THE NEXT MORNING IT WAS RAINING AND THE traffic was crazy, like it always is in Miami when it rains. Some drivers slowed down on the slick roads. That made others furious, and they leaned on their horns, screamed out their windows, and accelerated out onto the shoulder, fishtailing wildly past the slowpokes and waving their fists.

At the LeJeune on-ramp, a huge dairy truck had roared onto the shoulder and hit a van full of kids from a Catholic school. The dairy truck flipped over. And now five young girls in plaid wool skirts were sitting in a huge puddle of milk with dazed looks on their faces. Traffic nearly stopped for an hour. One kid was airlifted to Jackson Hospital. The others sat in the milk in their uniforms and watched the grown-ups scream at each other.

I inched along placidly, listening to the radio. Apparently the police were hot on the trail of the Tamiami Butcher. There were no specifics available, but Captain Matthews got a lovely sound bite. He made it seem like he would personally make the arrest as soon as he finished his coffee.

I finally got off onto surface roads and went only a little faster. I stopped at a doughnut shop not too far from the airport. I bought an apple fritter and a cruller, but the apple fritter was gone almost before I got back into the car.
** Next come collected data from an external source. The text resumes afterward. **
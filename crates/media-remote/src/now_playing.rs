//! Text shown for the current track.

pub const TITLE_MAX_CHARS: usize = 50;

/// Cut titles longer than [`TITLE_MAX_CHARS`] and mark the cut with `...`.
pub fn trim_title(title: &str) -> String {
    match title.char_indices().nth(TITLE_MAX_CHARS) {
        Some((cut, _)) => format!("{}...", &title[..cut]),
        None => title.to_string(),
    }
}

/// `"A, B - "` for a non-empty artist list, empty otherwise.
pub fn artist_prefix(artists: &[String]) -> String {
    let joined = artists.join(", ");
    if joined.is_empty() {
        joined
    } else {
        format!("{joined} - ")
    }
}

pub fn track_line(artists: &[String], title: &str) -> String {
    format!("{}{}", artist_prefix(artists), trim_title(title))
}

#[cfg(test)]
mod tests {
    use super::*;

    #[test]
    fn long_titles_are_cut_at_fifty_chars() {
        let title = "x".repeat(60);
        let trimmed = trim_title(&title);
        assert_eq!(trimmed.len(), 53);
        assert!(trimmed.ends_with("..."));
        assert_eq!(trim_title(&"y".repeat(50)), "y".repeat(50));
    }

    #[test]
    fn multibyte_titles_cut_on_char_boundary() {
        let title = "ä".repeat(51);
        assert_eq!(trim_title(&title), format!("{}...", "ä".repeat(50)));
    }

    #[test]
    fn artists_prefix_the_title() {
        let artists = vec!["Daft Punk".to_string(), "Pharrell".to_string()];
        assert_eq!(track_line(&artists, "Get Lucky"), "Daft Punk, Pharrell - Get Lucky");
        assert_eq!(track_line(&[], "Get Lucky"), "Get Lucky");
    }
}
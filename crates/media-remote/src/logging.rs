//! Log capture for the terminal UI.
//!
//! The terminal is in raw mode while the remote runs, so records are kept in
//! a bounded in-memory ring and shown by the logs modal instead of stderr.

use std::collections::VecDeque;
use std::fmt::Write as _;
use std::sync::{Arc, Mutex};
use std::time::SystemTime;

use anyhow::{Context as _, Result};
use tracing::field::{Field, Visit};
use tracing::{Level, Subscriber};
use tracing_subscriber::EnvFilter;
use tracing_subscriber::Layer;
use tracing_subscriber::layer::Context;
use tracing_subscriber::prelude::*;

pub const DEFAULT_FILTER: &str = "info,media_remote=info";

#[derive(Clone, Debug, PartialEq, Eq)]
pub struct LogRecord {
    pub level: Level,
    pub target: String,
    /// Message followed by `[key=value, ...]` when the event carries fields.
    pub text: String,
    pub at: SystemTime,
}

impl LogRecord {
    /// `HH:MM:SS` (UTC) of the record.
    pub fn clock(&self) -> String {
        let secs = self
            .at
            .duration_since(SystemTime::UNIX_EPOCH)
            .map(|d| d.as_secs())
            .unwrap_or(0)
            % 86_400;
        format!("{:02}:{:02}:{:02}", secs / 3600, secs / 60 % 60, secs % 60)
    }
}

/// Shared ring of the most recent records. Clones share the same ring.
#[derive(Clone, Debug)]
pub struct LogRing {
    records: Arc<Mutex<VecDeque<LogRecord>>>,
    capacity: usize,
}

impl LogRing {
    pub fn new(capacity: usize) -> Self {
        Self {
            records: Arc::new(Mutex::new(VecDeque::with_capacity(capacity))),
            capacity: capacity.max(1),
        }
    }

    pub fn push(&self, record: LogRecord) {
        let Ok(mut records) = self.records.lock() else {
            return;
        };
        if records.len() == self.capacity {
            records.pop_front();
        }
        records.push_back(record);
    }

    /// Oldest first.
    pub fn records(&self) -> Vec<LogRecord> {
        self.records
            .lock()
            .map(|records| records.iter().cloned().collect())
            .unwrap_or_default()
    }

    pub fn len(&self) -> usize {
        self.records.lock().map(|r| r.len()).unwrap_or(0)
    }

    pub fn is_empty(&self) -> bool {
        self.len() == 0
    }
}

/// Layer feeding every enabled event into a [`LogRing`].
pub struct RingLayer {
    ring: LogRing,
}

impl RingLayer {
    pub fn new(ring: LogRing) -> Self {
        Self { ring }
    }
}

impl<S: Subscriber> Layer<S> for RingLayer {
    fn on_event(&self, event: &tracing::Event<'_>, _ctx: Context<'_, S>) {
        let mut fields = FieldCollector::default();
        event.record(&mut fields);
        let meta = event.metadata();
        self.ring.push(LogRecord {
            level: *meta.level(),
            target: meta.target().to_string(),
            text: fields.finish(),
            at: SystemTime::now(),
        });
    }
}

#[derive(Default)]
struct FieldCollector {
    message: String,
    pairs: Vec<(&'static str, String)>,
}

impl FieldCollector {
    fn put(&mut self, field: &Field, value: String) {
        if field.name() == "message" {
            self.message = value;
        } else {
            self.pairs.push((field.name(), value));
        }
    }

    fn finish(self) -> String {
        let mut text = self.message;
        if self.pairs.is_empty() {
            return text;
        }
        if !text.is_empty() {
            text.push(' ');
        }
        text.push('[');
        for (i, (name, value)) in self.pairs.iter().enumerate() {
            if i > 0 {
                text.push_str(", ");
            }
            let _ = write!(text, "{name}={value}");
        }
        text.push(']');
        text
    }
}

impl Visit for FieldCollector {
    fn record_str(&mut self, field: &Field, value: &str) {
        self.put(field, value.to_string());
    }

    fn record_i64(&mut self, field: &Field, value: i64) {
        self.put(field, value.to_string());
    }

    fn record_u64(&mut self, field: &Field, value: u64) {
        self.put(field, value.to_string());
    }

    fn record_bool(&mut self, field: &Field, value: bool) {
        self.put(field, value.to_string());
    }

    fn record_debug(&mut self, field: &Field, value: &dyn std::fmt::Debug) {
        // `%value` fields and format_args messages arrive here.
        self.put(field, format!("{value:?}"));
    }
}

/// Install the global subscriber: `RUST_LOG` filtering, records into `ring`.
pub fn init(ring: LogRing) -> Result<()> {
    let filter =
        EnvFilter::try_from_default_env().unwrap_or_else(|_| EnvFilter::new(DEFAULT_FILTER));
    tracing_subscriber::registry()
        .with(filter)
        .with(RingLayer::new(ring))
        .try_init()
        .context("install tracing subscriber")
}

#[cfg(test)]
mod tests {
    use std::time::Duration;

    use super::*;

    fn capture(ring: &LogRing, f: impl FnOnce()) {
        let subscriber = tracing_subscriber::registry().with(RingLayer::new(ring.clone()));
        tracing::subscriber::with_default(subscriber, f);
    }

    #[test]
    fn ring_drops_oldest_first() {
        let ring = LogRing::new(2);
        capture(&ring, || {
            for i in 0..3 {
                tracing::info!("m{i}");
            }
        });
        let texts: Vec<_> = ring.records().into_iter().map(|r| r.text).collect();
        assert_eq!(texts, vec!["m1".to_string(), "m2".to_string()]);
        assert_eq!(ring.len(), 2);
    }

    #[test]
    fn fields_follow_message_in_brackets() {
        let ring = LogRing::new(8);
        capture(&ring, || {
            tracing::warn!(player = "vlc", connection = 3u64, keepalive = true, "event stream failed");
            tracing::info!("plain");
        });
        let records = ring.records();
        assert_eq!(records[0].level, Level::WARN);
        assert_eq!(
            records[0].text,
            "event stream failed [player=vlc, connection=3, keepalive=true]"
        );
        assert_eq!(records[1].text, "plain");
    }

    #[test]
    fn display_fields_are_not_quoted() {
        let ring = LogRing::new(8);
        let reason = "connection reset";
        capture(&ring, || {
            tracing::debug!(reason = %reason, "closed");
        });
        assert_eq!(ring.records()[0].text, "closed [reason=connection reset]");
    }

    #[test]
    fn clock_is_utc_time_of_day() {
        let record = LogRecord {
            level: Level::INFO,
            target: "t".into(),
            text: String::new(),
            at: SystemTime::UNIX_EPOCH + Duration::from_secs(86_400 + 3_723),
        };
        assert_eq!(record.clock(), "01:02:03");
    }
}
I have a very high metabolism. It comes with living the good life.

The rain had stopped by the time I got to work. The sun shone and steam rose from the pavement as I walked into the lobby, flashed my credentials, and went upstairs.

Deb was already waiting for me.

She did not look happy this morning. Of course, she does not look happy very often any more. She's a cop, after all, and most of them can't manage the trick at all. Too much time on duty trying not to look human. It leaves their faces stuck.

Deb, I said. I put the crisp white pastry bag on my desk.

Where were you last night? she said. Very sour, as I'd expected. Soon those frown lines would turn permanent, ruining a wonderful face: deep blue eyes, alive with intelligence, and small upturned nose with just a dash of freckles, framed by black hair. Beautiful features, at the moment spattered with about seven pounds of cheap makeup.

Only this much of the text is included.